The core objectives of the project were to:

• Assess the agronomic and economic value of new herbicide-tolerant lentil varieties.
• Further investigate best practice herbicide strategies for sandy soils, including crop safety, herbicide efficacy and losses to weed competition.
• Evaluate lentil varieties on underperforming sandy soils.
• Explore lentil responses to nutrient applications on acidic sandy soils, particularly molybdenum.

In The Field

During the 2019 and 2020 growing seasons, Trengove Consulting conducted a total of 21 lentil agronomy trials on the upper YP. These included:

• Trials to assess the agronomic and economic value of novel herbicide tolerance traits were conducted with a mix of commercially available and novel breeding lines. Herbicide tolerance and weed control for each line was assessed against incorporation by sowing and post emergent treatments of IMI, clopyralid and metribuzin herbicides.
• Investigation of best practice herbicide strategies was conducted with a wide range of Group 2 (formerly B), Group 5 (formerly C) and Group 12 (formerly F) herbicides, delivering a large dataset for lentil herbicide tolerance and safety, and control efficacy for the four main weeds infesting lentil paddocks on sandy soils in the region.
• Variety trials confirmed a positive relationship between plant biomass and grain yield that is not often observed in lentils grown on heavier textured loamy soils.
• Two nutrition trials were conducted 15/on acid sands north of Bute with omission and addition comparisons for phosphorus, sulphur, nitrogen, magnesium, molybdenum, manganese + copper, and chicken litter, all with no conclusive indications.
• Two post emergent molybdenum rate trials were conducted, where the lowest rate of 25g/ha sodium molybdate produced notable improvements in visual leaf colour, plant biomass and grain yield.
• All the trials were replicated on neutral/acidic sands at Bute and alkaline sands at Alford.

Results

This project demonstrated that soil amelioration, variety selection, herbicide choice and nutrient management can all improve lentil production on underperforming sandy soils.

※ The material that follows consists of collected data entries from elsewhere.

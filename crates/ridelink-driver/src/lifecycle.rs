//! Map surface visibility and what each transition turns on or off.

use ridelink_common::{LifecycleError, SurfaceLifecycleState};
use tracing::{debug, warn};

/// Side effects the session must perform for a transition, in order.
#[derive(Debug, Clone, Copy, PartialEq, Eq)]
pub enum GateAction {
    /// Open the presence subscription and run the connectivity probe.
    SubscribePresence,
    /// Location delivery is wanted (it still waits for the map style).
    StartLocation,
    StopLocation,
    /// Cancel every listener and release the map surface.
    ReleaseAll,
}

/// Tracks [`SurfaceLifecycleState`] and rejects impossible transitions.
#[derive(Debug)]
pub struct LifecycleGate {
    state: SurfaceLifecycleState,
    activations: u32,
}

impl Default for LifecycleGate {
    fn default() -> Self {
        Self::new()
    }
}

impl LifecycleGate {
    pub fn new() -> Self {
        Self {
            state: SurfaceLifecycleState::Created,
            activations: 0,
        }
    }

    pub fn state(&self) -> SurfaceLifecycleState {
        self.state
    }

    /// Number of times the surface has entered STARTED.
    pub fn activations(&self) -> u32 {
        self.activations
    }

    pub fn is_started(&self) -> bool {
        self.state == SurfaceLifecycleState::Started
    }

    /// Move to `to`. Repeating the current state is a no-op.
    pub fn transition(
        &mut self,
        to: SurfaceLifecycleState,
    ) -> Result<Vec<GateAction>, LifecycleError> {
        use SurfaceLifecycleState::*;

        let from = self.state;
        if from == to {
            debug!(state = %to, "lifecycle unchanged");
            return Ok(Vec::new());
        }

        let actions = match (from, to) {
            (Destroyed, _) => {
                warn!(to = %to, "surface already destroyed");
                return Err(LifecycleError::Destroyed);
            }
            (Created, Started) => vec![GateAction::SubscribePresence, GateAction::StartLocation],
            (Stopped, Started) => vec![GateAction::StartLocation],
            (Started, Stopped) => vec![GateAction::StopLocation],
            (Started, Destroyed) => vec![GateAction::StopLocation, GateAction::ReleaseAll],
            (Created | Stopped, Destroyed) => vec![GateAction::ReleaseAll],
            _ => {
                warn!(from = %from, to = %to, "rejected lifecycle transition");
                return Err(LifecycleError::InvalidTransition {
                    from: from.to_string(),
                    to: to.to_string(),
                });
            }
        };

        if to == Started {
            self.activations += 1;
        }
        debug!(from = %from, to = %to, ?actions, "lifecycle transition");
        self.state = to;
        Ok(actions)
    }
}
//! Version-reconciled ownership of the driver's `connected` flag.
//!
//! Local toggles are applied optimistically and published with a fresh
//! version. Remote updates can echo older writes after a newer toggle, so
//! they only win when they carry a higher version than the newest local
//! write, or carry no version while nothing local is in flight.

use ridelink_common::{PresenceError, PresenceOrigin};
use tracing::{debug, warn};

use crate::store::{PresenceRecord, RemoteValue};

/// The single authoritative presence value.
#[derive(Debug, Clone, Copy, PartialEq, Eq)]
pub struct PresenceFlag {
    pub connected: bool,
    pub origin: PresenceOrigin,
    pub version: u64,
}

/// What a remote update did to the flag.
#[derive(Debug, Clone, Copy, PartialEq, Eq)]
pub enum Reconcile {
    /// The value changed.
    Applied,
    /// Accepted, but the value was already the same.
    Unchanged,
    /// Version at or below the newest local write; dropped.
    Stale,
    /// Unversioned while a local write is in flight; dropped.
    Pending,
}

impl Reconcile {
    pub fn changed(&self) -> bool {
        matches!(self, Reconcile::Applied)
    }
}

/// What a publish result did to the in-flight write.
#[derive(Debug, Clone, Copy, PartialEq, Eq)]
pub enum PublishOutcome {
    Acknowledged,
    /// The newest write failed; the optimistic value is kept and the next
    /// remote read is taken as authoritative.
    Failed,
    /// Result for a write that a newer toggle already replaced.
    Superseded,
}

#[derive(Debug)]
pub struct PresenceController {
    flag: PresenceFlag,
    /// Version of the newest local write (or adopted remote version).
    local_version: u64,
    in_flight: Option<u64>,
    drifted: bool,
}

impl PresenceController {
    pub fn new(initial: bool) -> Self {
        Self {
            flag: PresenceFlag {
                connected: initial,
                origin: PresenceOrigin::Remote,
                version: 0,
            },
            local_version: 0,
            in_flight: None,
            drifted: false,
        }
    }

    /// Flip the local intent and return the record to publish.
    pub fn toggle(&mut self) -> PresenceRecord {
        self.local_version += 1;
        let version = self.local_version;
        self.flag = PresenceFlag {
            connected: !self.flag.connected,
            origin: PresenceOrigin::Local,
            version,
        };
        self.in_flight = Some(version);
        self.drifted = false;
        debug!(connected = self.flag.connected, version, "presence toggled");
        PresenceRecord::new(self.flag.connected, version)
    }

    pub fn on_remote_update(&mut self, update: RemoteValue) -> Reconcile {
        if self.drifted {
            self.drifted = false;
            self.in_flight = None;
            debug!(?update, "reconciling presence after failed write");
            return self.apply_remote(update);
        }

        match update.version {
            Some(v) if v <= self.local_version => {
                if self.in_flight == Some(v) {
                    self.in_flight = None;
                    debug!(version = v, "presence write echoed");
                } else {
                    debug!(
                        version = v,
                        local_version = self.local_version,
                        "stale presence echo ignored"
                    );
                }
                Reconcile::Stale
            }
            Some(_) => {
                self.in_flight = None;
                self.apply_remote(update)
            }
            None if self.in_flight.is_some() => {
                debug!(
                    connected = update.connected,
                    "unversioned presence update ignored while write in flight"
                );
                Reconcile::Pending
            }
            None => self.apply_remote(update),
        }
    }

    pub fn on_publish_result(
        &mut self,
        version: u64,
        result: Result<(), PresenceError>,
    ) -> PublishOutcome {
        if self.in_flight != Some(version) {
            debug!(version, "publish result for superseded write");
            return PublishOutcome::Superseded;
        }
        self.in_flight = None;
        match result {
            Ok(()) => PublishOutcome::Acknowledged,
            Err(e) => {
                warn!(version, error = %e, "presence write failed; keeping optimistic value");
                self.drifted = true;
                PublishOutcome::Failed
            }
        }
    }

    /// A subscription error keeps the last known value.
    pub fn on_remote_error(&mut self, error: &PresenceError) {
        warn!(error = %error, connected = self.flag.connected, "presence read failed; keeping last value");
    }

    pub fn current_value(&self) -> bool {
        self.flag.connected
    }

    pub fn flag(&self) -> PresenceFlag {
        self.flag
    }

    pub fn has_write_in_flight(&self) -> bool {
        self.in_flight.is_some()
    }

    fn apply_remote(&mut self, update: RemoteValue) -> Reconcile {
        if let Some(v) = update.version {
            self.local_version = self.local_version.max(v);
        }
        let changed = self.flag.connected != update.connected;
        self.flag = PresenceFlag {
            connected: update.connected,
            origin: PresenceOrigin::Remote,
            version: self.local_version,
        };
        if changed {
            debug!(connected = update.connected, "presence updated from remote");
            Reconcile::Applied
        } else {
            Reconcile::Unchanged
        }
    }
}

impl Default for PresenceController {
    fn default() -> Self {
        Self::new(false)
    }
}
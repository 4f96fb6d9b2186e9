use std::path::PathBuf;

use clap::Parser;

/// RideLink: driver presence and live location on a headless map.
#[derive(Parser, Debug)]
#[command(name = "ridelink", version, about)]
pub struct Args {
    /// Config file path override.
    #[arg(long)]
    pub config: Option<PathBuf>,

    /// Log filter directive override (e.g. `debug`, `ridelink_presence=trace`).
    #[arg(long)]
    pub log_level: Option<String>,

    /// Replay a recorded track (JSON list of {latitude, longitude}).
    #[arg(long)]
    pub track: Option<PathBuf>,

    /// Milliseconds between replayed points; defaults to the config value.
    #[arg(long)]
    pub interval_ms: Option<u64>,

    /// Keep presence in memory instead of connecting to the backend.
    #[arg(long)]
    pub offline: bool,
}

pub fn parse() -> Args {
    Args::parse()
}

Soil amelioration such as deep ripping, spading and chicken litter application increased lentil grain yields up to 347 per cent, including an average 0.31t/ha response to deep ripping.

Herbicide use must be carefully managed to minimise damage from residues persisting in sandy soils. Sandy soils with high pH may be at greater risk of crop damage from Group 2 (B) and 5 (C) herbicides incorporated before sowing.

Varieties with higher biomass production were found to yield better on sandy soils than varieties with demonstrated higher yields on heavier textured soils.

While nutrient requirements can vary across sites and season, applying molybdenum at 25g/ha on acidic sands (pH CaCl₂ <6 in the top 10cm) was shown to increase grain yields in two trials.